====== INPUT MATERIAL ======

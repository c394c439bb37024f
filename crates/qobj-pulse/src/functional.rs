//! Pulses generated from an envelope function.

use num_complex::Complex64;
use rustc_hash::FxHashMap;
use std::fmt;
use std::sync::Arc;
use tracing::warn;

use crate::command::SamplePulse;
use crate::error::{PulseError, PulseResult};

/// Envelope parameters other than `duration`.
pub type PulseParams = FxHashMap<String, f64>;

/// Envelope function: `(duration, params) -> samples`.
pub type Generator = Arc<dyn Fn(u64, &PulseParams) -> Vec<Complex64> + Send + Sync>;

/// The parameter every envelope must declare.
pub const DURATION: &str = "duration";

/// A named envelope that materializes into [`SamplePulse`]s.
#[derive(Clone)]
pub struct FunctionalPulse {
    name: String,
    params: Vec<String>,
    generator: Generator,
}

/// Result of materializing a functional pulse.
#[derive(Debug, Clone)]
pub struct GeneratedPulse {
    /// The generated pulse.
    pub pulse: SamplePulse,
    /// Indices of samples whose magnitude exceeded 1 and were clipped.
    pub clipped: Vec<usize>,
}

impl FunctionalPulse {
    /// Wrap an envelope with its declared parameter names.
    ///
    /// `declared` must include `duration`.
    pub fn new<F>(
        name: impl Into<String>,
        declared: impl IntoIterator<Item = impl Into<String>>,
        generator: F,
    ) -> PulseResult<Self>
    where
        F: Fn(u64, &PulseParams) -> Vec<Complex64> + Send + Sync + 'static,
    {
        let name = name.into();
        let params: Vec<String> = declared.into_iter().map(Into::into).collect();
        if !params.iter().any(|p| p == DURATION) {
            return Err(PulseError::Construction(format!(
                "pulse function '{name}' requires a \"{DURATION}\" parameter"
            )));
        }
        Ok(Self {
            name,
            params,
            generator: Arc::new(generator),
        })
    }

    /// Envelope name.
    pub fn name(&self) -> &str {
        &self.name
    }

    /// Declared parameter names, `duration` included.
    pub fn params(&self) -> &[String] {
        &self.params
    }

    /// Sample the envelope and clip to the unit disc.
    ///
    /// Every declared parameter besides `duration` must be present in
    /// `params`. Samples with magnitude above 1 become `s / |s|`.
    pub fn generate(&self, duration: u64, params: &PulseParams) -> PulseResult<GeneratedPulse> {
        if let Some(missing) = self
            .params
            .iter()
            .find(|p| p.as_str() != DURATION && !params.contains_key(p.as_str()))
        {
            return Err(PulseError::Construction(format!(
                "pulse function '{}' is missing parameter '{missing}'",
                self.name
            )));
        }

        let mut samples = (self.generator)(duration, params);
        let mut clipped = Vec::new();
        for (i, s) in samples.iter_mut().enumerate() {
            let norm = s.norm();
            if norm > 1.0 {
                *s /= norm;
                clipped.push(i);
            }
        }

        if !clipped.is_empty() {
            warn!(
                "Pulse '{}' amplitude exceeds 1, clipped {} samples to unit magnitude",
                self.name,
                clipped.len()
            );
        }

        Ok(GeneratedPulse {
            pulse: SamplePulse::new(samples),
            clipped,
        })
    }

    /// Sample the envelope, returning only the pulse.
    pub fn call(&self, duration: u64, params: &PulseParams) -> PulseResult<SamplePulse> {
        Ok(self.generate(duration, params)?.pulse)
    }
}

impl fmt::Debug for FunctionalPulse {
    fn fmt(&self, f: &mut fmt::Formatter<'_>) -> fmt::Result {
        f.debug_struct("FunctionalPulse")
            .field("name", &self.name)
            .field("params", &self.params)
            .finish_non_exhaustive()
    }
}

======

_INSTRUCTIONS TO FOLLOW:_
Repeat every record, keeping each word and mark exactly as it is.

_RESULT OF THIS EXERCISE:_
repository c394c439bb37024f
filename crates/qobj-pulse/src/functional.rs
//! Pulses generated from an envelope function.

use num_complex::Complex64;
use rustc_hash::FxHashMap;
use std::fmt;
use std::sync::Arc;
use tracing::warn;

use crate::command::SamplePulse;
use crate::error::{PulseError, PulseResult};

/// Envelope parameters other than `duration`.
pub type PulseParams = FxHashMap<String, f64>;

/// Envelope function: `(duration, params) -> samples`.
pub type Generator = Arc<dyn Fn(u64, &PulseParams) -> Vec<Complex64> + Send + Sync>;

/// The parameter every envelope must declare.
pub const DURATION: &str = "duration";

/// A named envelope that materializes into [`SamplePulse`]s.
#[derive(Clone)]
pub struct FunctionalPulse {
    name: String,
    params: Vec<String>,
    generator: Generator,
}

/// Result of materializing a functional pulse.
#[derive(Debug, Clone)]
pub struct GeneratedPulse {
    /// The generated pulse.
    pub pulse: SamplePulse,
    /// Indices of samples whose magnitude exceeded 1 and were clipped.
    pub clipped: Vec<usize>,
}

impl FunctionalPulse {
    /// Wrap an envelope with its declared parameter names.
    ///
    /// `declared` must include `duration`.
    pub fn new<F>(
        name: impl Into<String>,
        declared: impl IntoIterator<Item = impl Into<String>>,
        generator: F,
    ) -> PulseResult<Self>
    where
        F: Fn(u64, &PulseParams) -> Vec<Complex64> + Send + Sync + 'static,
    {
        let name = name.into();
        let params: Vec<String> = declared.into_iter().map(Into::into).collect();
        if !params.iter().any(|p| p == DURATION) {
            return Err(PulseError::Construction(format!(
                "pulse function '{name}' requires a \"{DURATION}\" parameter"
            )));
        }
        Ok(Self {
            name,
            params,
            generator: Arc::new(generator),
        })
    }

    /// Envelope name.
    pub fn name(&self) -> &str {
        &self.name
    }

    /// Declared parameter names, `duration` included.
    pub fn params(&self) -> &[String] {
        &self.params
    }

    /// Sample the envelope and clip to the unit disc.
    ///
    /// Every declared parameter besides `duration` must be present in
    /// `params`. Samples with magnitude above 1 become `s / |s|`.
    pub fn generate(&self, duration: u64, params: &PulseParams) -> PulseResult<GeneratedPulse> {
        if let Some(missing) = self
            .params
            .iter()
            .find(|p| p.as_str() != DURATION && !params.contains_key(p.as_str()))
        {
            return Err(PulseError::Construction(format!(
                "pulse function '{}' is missing parameter '{missing}'",
                self.name
            )));
        }

        let mut samples = (self.generator)(duration, params);
        let mut clipped = Vec::new();
        for (i, s) in samples.iter_mut().enumerate() {
            let norm = s.norm();
            if norm > 1.0 {
                *s /= norm;
                clipped.push(i);
            }
        }

        if !clipped.is_empty() {
            warn!(
                "Pulse '{}' amplitude exceeds 1, clipped {} samples to unit magnitude",
                self.name,
                clipped.len()
            );
        }

        Ok(GeneratedPulse {
            pulse: SamplePulse::new(samples),
            clipped,
        })
    }

    /// Sample the envelope, returning only the pulse.
    pub fn call(&self, duration: u64, params: &PulseParams) -> PulseResult<SamplePulse> {
        Ok(self.generate(duration, params)?.pulse)
    }
}

impl fmt::Debug for FunctionalPulse {
    fn fmt(&self, f: &mut fmt::Formatter<'_>) -> fmt::Result {
        f.debug_struct("FunctionalPulse")
            .field("name", &self.name)
            .field("params", &self.params)
            .finish_non_exhaustive()
    }
}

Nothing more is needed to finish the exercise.